Other cases, such as sorting, graph algorithms or whatever, will end up using slightly more overall compute (so there's a tradeoff), or traversing in a different order (CPUs favor depth first search. GPUs will go far more breadth-first before their tens-of-thousands of threads fill up, so you end up traversing the graph / tree in a different order and getting slightly different results)

As such, other algorithms require the programmer to make a judgement: is it worth gaining log2(processors) amount of total work, in order to use a GPU and perform the calculation in parallel? Almost certainly. But other algorithms are O(processors) or worse, at which point a purely sequential (or a low-thread count: like 32-threads) would be better than 10,000 threads.

GPU lanes are much slower: they access memory at far higher latenciess, and GPUs are in-order processors (lacking branch prediction, out-of-order or superscalar tricks from the CPU world). As such, GPU threads are much much slower individually than CPU threads. You just get a ton of GPU "threads" to make up the difference.

spekcular wrote at 2021-12-01 18:00:11:

Thanks for the very detailed and helpful reply.

Do you know of any good books or references where I could learn more about these things?

The books that are usually recommended seems to be CUDA-centric and out of date. I'm interested in learning the more general concepts you talk about in your answer, so that I can effectively write e.g. monte carlo simulations on arbitrary GPU hardware. (I don't have an Nvidia GPU!)

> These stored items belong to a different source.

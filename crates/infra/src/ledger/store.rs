use std::sync::Arc;

use async_trait::async_trait;
use chrono::{DateTime, Utc};
use thiserror::Error;

use fieldtrack_core::{DomainError, OwnerId};
use fieldtrack_inventory::{AuditEntry, InventoryItem, InventoryItemId, ItemUpdate, ListFilter, NewItem};

/// Storage failure (connection, transaction, row decoding), or a domain
/// rule that could only be checked against the locked row.
#[derive(Debug, Error, Clone, PartialEq, Eq)]
pub enum StoreError {
    #[error("database error in {operation}: {message}")]
    Database { operation: &'static str, message: String },

    #[error("corrupt row in {table}: {message}")]
    CorruptRow { table: &'static str, message: String },

    #[error("update rejected: {0}")]
    Rejected(DomainError),
}

/// Persistence for owner-scoped inventory and its audit trail.
///
/// Every mutating method commits the row change and its audit entry as one
/// atomic unit. Scoped methods match on `owner`; rows owned by anyone else
/// (or by no one) behave as if they did not exist.
#[async_trait]
pub trait LedgerStore: Send + Sync {
    /// Insert an item and its `create` audit entry.
    async fn insert(&self, item: NewItem, at: DateTime<Utc>) -> Result<(InventoryItem, AuditEntry), StoreError>;

    /// Apply `update` to the scoped item and append an `update` entry.
    /// `None` when no such item is visible to `owner`; `Rejected` (and no
    /// audit entry) when the update cannot be applied to the stored row.
    async fn update(
        &self,
        id: InventoryItemId,
        owner: OwnerId,
        update: &ItemUpdate,
        at: DateTime<Utc>,
    ) -> Result<Option<(InventoryItem, AuditEntry)>, StoreError>;

    /// Remove the scoped item and append a `delete` entry.
    async fn delete(
        &self,
        id: InventoryItemId,
        owner: OwnerId,
        at: DateTime<Utc>,
    ) -> Result<Option<AuditEntry>, StoreError>;

    async fn get(&self, id: InventoryItemId, owner: OwnerId) -> Result<Option<InventoryItem>, StoreError>;

    /// Items for `owner` matching `filter`, ordered by id.
    async fn list(&self, owner: OwnerId, filter: &ListFilter) -> Result<Vec<InventoryItem>, StoreError>;

    /// Audit entries recorded for `owner`, oldest first.
    async fn audit_trail(
        &self,
        owner: OwnerId,
        item_id: Option<InventoryItemId>,
    ) -> Result<Vec<AuditEntry>, StoreError>;

    /// Largest owner id referenced by any item or audit row, across all owners.
    async fn highest_owner_id(&self) -> Result<Option<OwnerId>, StoreError>;
}

#[async_trait]
impl<S> LedgerStore for Arc<S>
where
    S: LedgerStore + ?Sized,
{
    async fn insert(&self, item: NewItem, at: DateTime<Utc>) -> Result<(InventoryItem, AuditEntry), StoreError> {
        (**self).insert(item, at).await
    }

    async fn update(
        &self,
        id: InventoryItemId,
        owner: OwnerId,
        update: &ItemUpdate,
        at: DateTime<Utc>,
    ) -> Result<Option<(InventoryItem, AuditEntry)>, StoreError> {
        (**self).update(id, owner, update, at).await
    }

    async fn delete(
        &self,
        id: InventoryItemId,
        owner: OwnerId,
        at: DateTime<Utc>,
    ) -> Result<Option<AuditEntry>, StoreError> {
        (**self).delete(id, owner, at).await
    }

    async fn get(&self, id: InventoryItemId, owner: OwnerId) -> Result<Option<InventoryItem>, StoreError> {
        (**self).get(id, owner).await
    }

    async fn list(&self, owner: OwnerId, filter: &ListFilter) -> Result<Vec<InventoryItem>, StoreError> {
        (**self).list(owner, filter).await
    }

    async fn audit_trail(
        &self,
        owner: OwnerId,
        item_id: Option<InventoryItemId>,
    ) -> Result<Vec<AuditEntry>, StoreError> {
        (**self).audit_trail(owner, item_id).await
    }

    async fn highest_owner_id(&self) -> Result<Option<OwnerId>, StoreError> {
        (**self).highest_owner_id().await
    }
}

dragontamer wrote at 2021-12-01 18:07:41:

> The books that are usually recommended seems to be CUDA-centric and out of date.

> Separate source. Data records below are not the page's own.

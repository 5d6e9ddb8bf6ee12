use chrono::{DateTime, Utc};
use serde::{Deserialize, Serialize};

use fieldtrack_core::{DomainError, DomainResult, Entity, OwnerId};

/// A customer is the owner of inventory and jobs; both ids are the same value.
pub type CustomerId = OwnerId;

/// Customer record.
#[derive(Debug, Clone, PartialEq, Eq, Serialize, Deserialize)]
pub struct Customer {
    pub id: CustomerId,
    pub name: String,
    pub address: String,
    pub phone: String,
    pub email: String,
    pub notes: String,
    pub created: DateTime<Utc>,
}

impl Customer {
    /// Case-insensitive substring match over name, address and phone.
    pub fn matches_search(&self, query: &str) -> bool {
        let query = query.trim().to_lowercase();
        if query.is_empty() {
            return true;
        }
        [&self.name, &self.address, &self.phone]
            .iter()
            .any(|field| field.to_lowercase().contains(&query))
    }

    pub fn apply(&mut self, patch: CustomerPatch) {
        if let Some(name) = patch.name {
            self.name = name;
        }
        if let Some(address) = patch.address {
            self.address = address;
        }
        if let Some(phone) = patch.phone {
            self.phone = phone;
        }
        if let Some(email) = patch.email {
            self.email = email;
        }
        if let Some(notes) = patch.notes {
            self.notes = notes;
        }
    }
}

impl Entity for Customer {
    type Id = CustomerId;

    fn id(&self) -> &Self::Id {
        &self.id
    }
}

/// Raw customer fields as sent by a client.
#[derive(Debug, Clone, Default, PartialEq, Eq, Serialize, Deserialize)]
pub struct CustomerFields {
    pub name: Option<String>,
    pub address: Option<String>,
    pub phone: Option<String>,
    pub email: Option<String>,
    pub notes: Option<String>,
}

#[derive(Debug, Clone, PartialEq, Eq)]
pub struct NewCustomer {
    pub name: String,
    pub address: String,
    pub phone: String,
    pub email: String,
    pub notes: String,
}

impl NewCustomer {
    pub fn into_customer(self, id: CustomerId, created: DateTime<Utc>) -> Customer {
        Customer {
            id,
            name: self.name,
            address: self.address,
            phone: self.phone,
            email: self.email,
            notes: self.notes,
            created,
        }
    }
}

#[derive(Debug, Clone, Default, PartialEq, Eq)]
pub struct CustomerPatch {
    pub name: Option<String>,
    pub address: Option<String>,
    pub phone: Option<String>,
    pub email: Option<String>,
    pub notes: Option<String>,
}

impl CustomerFields {
    pub fn into_new(self) -> DomainResult<NewCustomer> {
        Ok(NewCustomer {
            name: name(self.name)?,
            address: self.address.unwrap_or_default(),
            phone: self.phone.unwrap_or_default(),
            email: self.email.unwrap_or_default(),
            notes: self.notes.unwrap_or_default(),
        })
    }

    pub fn into_patch(self) -> DomainResult<CustomerPatch> {
        Ok(CustomerPatch {
            name: self.name.map(|n| name(Some(n))).transpose()?,
            address: self.address,
            phone: self.phone,
            email: self.email,
            notes: self.notes,
        })
    }
}

fn name(value: Option<String>) -> DomainResult<String> {
    match value {
        Some(n) if !n.trim().is_empty() => Ok(n.trim().to_string()),
        Some(_) => Err(DomainError::validation("name cannot be empty")),
        None => Err(DomainError::validation("name is required")),
    }
}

The CUDA-ones are usually best, because they're at least with a modern API. The other recommendations I got are the 80s stuff on vector computers and the CM-2.

It turns out that a huge community of high-performance programmers have experimented with all of these concepts in the 1970s, 80s, 90s, and 00s, long before GPUs. All of their concepts still work today on modern GPUs.

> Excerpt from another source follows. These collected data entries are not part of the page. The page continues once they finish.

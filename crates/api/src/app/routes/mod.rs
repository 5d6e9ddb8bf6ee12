use axum::{
    routing::{get, post, put},
    Router,
};

pub mod ai;
pub mod auth;
pub mod customers;
pub mod inventory;
pub mod jobs;
pub mod materials;
pub mod reports;
pub mod system;

/// Router for all authenticated (session-scoped) endpoints.
pub fn router() -> Router {
    Router::new()
        .route("/whoami", get(system::whoami))
        .route("/logout", post(auth::logout))
        .route("/session/owner", put(auth::set_owner))
        .nest("/inventory", inventory::router())
        .nest("/customers", customers::router())
        .nest("/materials", materials::router())
        .nest("/jobs", jobs::router())
        .nest("/reports", reports::router())
        .nest("/api/ai", ai::router())
}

Looking up the right keywords: such as "CREW-PRAM algorithms" (Concurrent-Read Exclusive Write, Parallel RAM model) immediately gives you plenty of results for some things. (Ex: I just searched on 'CREW-PRAM DFS' and got:

https://core.ac.uk/download/pdf/82490222.pdf

).

The key is understanding what the "old word" for GPU was. That's PRAM, the Parallel-RAM model. That's how programmers from the 1970s, 1980s, and 1990s talked about algorithms written for the GPU-style called it back then.

Newer articles / books talk about GPUs directly.

--------------

I'd say the fundamentals are covered in the 1970s, such as "A Parallel Algorithm for the Efficient Solution of a General Class of Recurrence Equations" by Kogge, which leads to the development of Prefix sum (as it is called today).

Of course, CUDA code is clearer than a theoretical CREW-PRAM discussion. So perhaps its easier if you just read GPU Compute Gems by NVidia to cover the same material. Still, I find that the 1970s writing is often times better written for a beginner (back then, fewer programmers knew how parallel programming worked, but were clearly more math-heavy than today. So I find that reading old articles like that one helps my personal brain and personal thinking pattern)

---------

Ah right, the recommendation. I'd say "Data Parallel Algorithms" by Hillis / Steele (ACM Communications 1986) is an excellent introduction to general-purpose SIMD compute. It was written for CM-2, an ancient supercomputer that no longer exists, but the PRAM style applies to GPU algorithms today.

Its like 15 pages, but it really opens your eyes to the possibilities. A lot of CUDA stuff is very specific to NVidia GPUs (important specific details: like bank conflicts and shared memory, which you absolutely should learn about... but such details should be studied after you learned the way of parallel-thinking / PRAM model / etc. etc.)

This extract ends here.